Modern life often causes us to feel that we might face an imminent threat which leads to our bodies being flooded with hormones that might help us cope if we needed to run from a lion or engage in combat. However, these hormones are quite harmful in normal life when they are usually not used up and are left in our body. Unless we act to reduce/remove these hormones, they remain for a long time, creating a toxic stew that is quite harmful. We may not realize that our organs are swimming in these hormones, but we know we are not calm and relaxed, and that produces stress.
There are many more potential causes of anxiety and the resulting stress, but these are enough to get started.
Possible Solutions
* Always remember that anxiety and stress are just demons. Never listen to, believe, or act on their instructions. Read Demon Fighting Tools to put these feelings to rest.
* Write about your anxiety and why it should not own you:
- because 90% of what we fear never happens and the remaining 10% does not happen the way we expect; write about all the times that you were anxious about something that did not happen
- because our demons always LIE, distort reality, and twist our thinking; write about how your demons mislead you, spoil your pleasure in life, and cause you to act counter to your best interests
* Write about TINY daily action steps you can take to reduce the likelihood of your anxieties ever becoming real.
* Studying cognitive behavioral therapy for anxiety can help prevent anxiety and stress. This isn’t an instant solution, but it will pay huge dividends every day of your life.
* Distinguish between real events (fire, earthquake, flood, job loss) and imaginary ones (those that are only your demons fantasizing about things that MIGHT happen (someone might be mad, you might be upset). Focus on what you can do to prevent or prepare for the real events and eliminate those that only exist in your mind.
* Be happy with tiny progress – few tasks are really urgent, and none are made better or easier by getting upset.
* Start any big or oppressive tasks or decisions by doing the tiniest pieces of it first. Keep knocking off small, easy, painless pieces until the task or decision no longer causes anxiety or stress.
* Keep all deadlines easy and foolproof. Artificial or self-imposed deadlines make people crazy. Keep all task goals small and reasonable so that you do not become upset or depressed by struggling to work faster than is good for you. Beating yourself up to do more than is comfortable or practical will make you anxious and stressed.
* Practice making minor mistakes and fixing them to build confidence in your ability to recover from them and learn that mistakes are not the end of the world.
* Practice forgiving yourself for errors large and small. Performance will not improve by beating yourself up. To improve, look for a series of small steps that you can take one-at-a-time to produce eventual big gains.
* Weighted blankets reduce anxiety in some people.
* Exercise is powerful for preventing or reducing anxiety, stress, and depression.
* Perspective reduces anxiety and stress as well. Ask yourself how much any given event or situation would matter in a year, five years, ten years.
* Ask yourself whether you are going to laugh about anything that causes anxiety in a year, five years, ten years. If so, laugh about it now.

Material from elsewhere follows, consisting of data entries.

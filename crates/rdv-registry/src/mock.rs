//! In-memory probes and capability mocks for testing.
//!
//! Provides [`RecordingFactory`] / [`RecordingRenderer`] for observing
//! renderer lifecycles (creation, render, disposal order), plus canned
//! implementations of the injectable host capabilities.

use std::collections::HashMap;
use std::sync::atomic::{AtomicUsize, Ordering};
use std::sync::{Arc, Mutex};

use serde_json::Value;

use crate::error::RenderError;
use crate::location::DataLocation;
use crate::options::{DataFetch, NestedRender, RendererOptions};
use crate::renderer::{RenderFuture, Renderer, RendererFactory};
use crate::surface::Surface;

/// One observable step in a probe renderer's life.
#[derive(Debug, Clone, PartialEq, Eq)]
pub enum ProbeEvent {
    /// The factory created instance `id` for `mime_type`.
    Created {
        /// Sequential instance id, starting at 0.
        id: usize,
        /// Mime type the instance was created for.
        mime_type: String,
    },
    /// Instance `id` rendered `location`.
    Rendered {
        /// Instance id.
        id: usize,
        /// The exact location passed to `render`.
        location: DataLocation,
    },
    /// Instance `id` was disposed.
    Disposed {
        /// Instance id.
        id: usize,
    },
}

/// Shared, ordered log of [`ProbeEvent`]s.
pub type ProbeLog = Arc<Mutex<Vec<ProbeEvent>>>;

/// Renderer that records its lifecycle into a shared log.
///
/// Produced by [`RecordingFactory`]; not constructed directly.
pub struct RecordingRenderer {
    id: usize,
    log: ProbeLog,
    surface: Surface,
    disposed: bool,
}

impl Renderer for RecordingRenderer {
    fn surface(&self) -> &Surface {
        &self.surface
    }

    fn render<'a>(&'a mut self, location: &'a DataLocation) -> RenderFuture<'a> {
        self.log.lock().unwrap().push(ProbeEvent::Rendered {
            id: self.id,
            location: location.clone(),
        });
        Box::pin(async { Ok(()) })
    }

    fn dispose(&mut self) {
        if self.disposed {
            return;
        }
        self.disposed = true;
        self.log
            .lock()
            .unwrap()
            .push(ProbeEvent::Disposed { id: self.id });
    }

    fn is_disposed(&self) -> bool {
        self.disposed
    }
}

/// Factory producing [`RecordingRenderer`]s with sequential ids.
///
/// # Example
///
/// ```
/// use std::sync::Arc;
/// use rdv_registry::{RendererOptions, RendererRegistry};
/// use rdv_registry::mock::{ProbeEvent, RecordingFactory};
///
/// let factory = RecordingFactory::new(&["image/png"]);
/// let log = factory.log();
///
/// let mut registry = RendererRegistry::new();
/// registry.add_factory(Arc::new(factory));
/// registry.create_renderer(&RendererOptions::new("image/png")).unwrap();
///
/// assert!(matches!(
///     log.lock().unwrap()[0],
///     ProbeEvent::Created { id: 0, .. }
/// ));
/// ```
pub struct RecordingFactory {
    mime_types: Vec<&'static str>,
    log: ProbeLog,
    next_id: AtomicUsize,
}

impl RecordingFactory {
    /// Create a factory answering for `mime_types`, with a fresh log.
    #[must_use]
    pub fn new(mime_types: &[&'static str]) -> Self {
        Self {
            mime_types: mime_types.to_vec(),
            log: Arc::default(),
            next_id: AtomicUsize::new(0),
        }
    }

    /// Handle to the shared event log.
    ///
    /// Take this before moving the factory into a registry.
    #[must_use]
    pub fn log(&self) -> ProbeLog {
        Arc::clone(&self.log)
    }
}

impl RendererFactory for RecordingFactory {
    fn mime_types(&self) -> &[&str] {
        &self.mime_types
    }

    fn create(&self, options: &RendererOptions) -> Box<dyn Renderer> {
        let id = self.next_id.fetch_add(1, Ordering::SeqCst);
        self.log.lock().unwrap().push(ProbeEvent::Created {
            id,
            mime_type: options.mime_type.clone(),
        });
        Box::new(RecordingRenderer {
            id,
            log: Arc::clone(&self.log),
            surface: Surface::new(),
            disposed: false,
        })
    }
}

/// Canned [`DataFetch`] backed by a URL → JSON map.
#[derive(Default)]
pub struct MockFetch {
    responses: HashMap<String, Value>,
}

impl MockFetch {
    /// Create a fetch with no canned responses.
    #[must_use]
    pub fn new() -> Self {
        Self::default()
    }

    /// Serve `value` for requests to `url`.
    #[must_use]
    pub fn with_response(mut self, url: impl Into<String>, value: Value) -> Self {
        self.responses.insert(url.into(), value);
        self
    }
}

impl DataFetch for MockFetch {
    fn get_json(&self, url: &str) -> Result<Value, RenderError> {
        self.responses
            .get(url)
            .cloned()
            .ok_or_else(|| RenderError::Fetch {
                url: url.to_owned(),
                message: "no canned response".to_owned(),
            })
    }
}

/// Canned [`NestedRender`] that wraps the value in a marker element.
#[derive(Debug, Default)]
pub struct MockNested;

impl NestedRender for MockNested {
    fn render(&self, mime_type: &str, data: &Value) -> Result<String, RenderError> {
        Ok(format!("<div data-mime=\"{mime_type}\">{data}</div>"))
    }
}

#[cfg(test)]
mod tests {
    use super::*;
    use pretty_assertions::assert_eq;

    #[test]
    fn test_recording_lifecycle_order() {
        let factory = RecordingFactory::new(&["image/png"]);
        let log = factory.log();

        let mut renderer = factory.create(&RendererOptions::new("image/png"));
        let location = DataLocation::new("image/png", "https://x/a.png");
        tokio_test::block_on(renderer.render(&location)).unwrap();
        renderer.dispose();
        renderer.dispose(); // second dispose records nothing

        let events = log.lock().unwrap().clone();
        assert_eq!(
            events,
            vec![
                ProbeEvent::Created {
                    id: 0,
                    mime_type: "image/png".to_owned()
                },
                ProbeEvent::Rendered {
                    id: 0,
                    location: location.clone()
                },
                ProbeEvent::Disposed { id: 0 },
            ]
        );
    }

    #[test]
    fn test_mock_fetch_misses_unknown_urls() {
        let fetch = MockFetch::new().with_response("https://x/meta", serde_json::json!({"a": 1}));
        assert_eq!(
            fetch.get_json("https://x/meta").unwrap(),
            serde_json::json!({"a": 1})
        );
        assert!(matches!(
            fetch.get_json("https://x/other"),
            Err(RenderError::Fetch { .. })
        ));
    }
}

Laughter has remarkable properties for healing serious illness and reducing pain, anxiety, and stress. Norman Cousins detailed using laughter to heal himself of a nearly fatal illness in his book “Anatomy of an Illness.”
* Even when you succeed in quieting your demons, remember that they may return, sometimes with greater ferocity, and often when you are at a low point emotionally. You need to be prepared to fight them off every time if you want a life without the pain of anxiety. Having ready-made responses to the lies your demons tell can prevent a slip back into anxiety and stress. Review “Demon Fighting Tools” or some similar resource every day until anxiety is not a problem for you.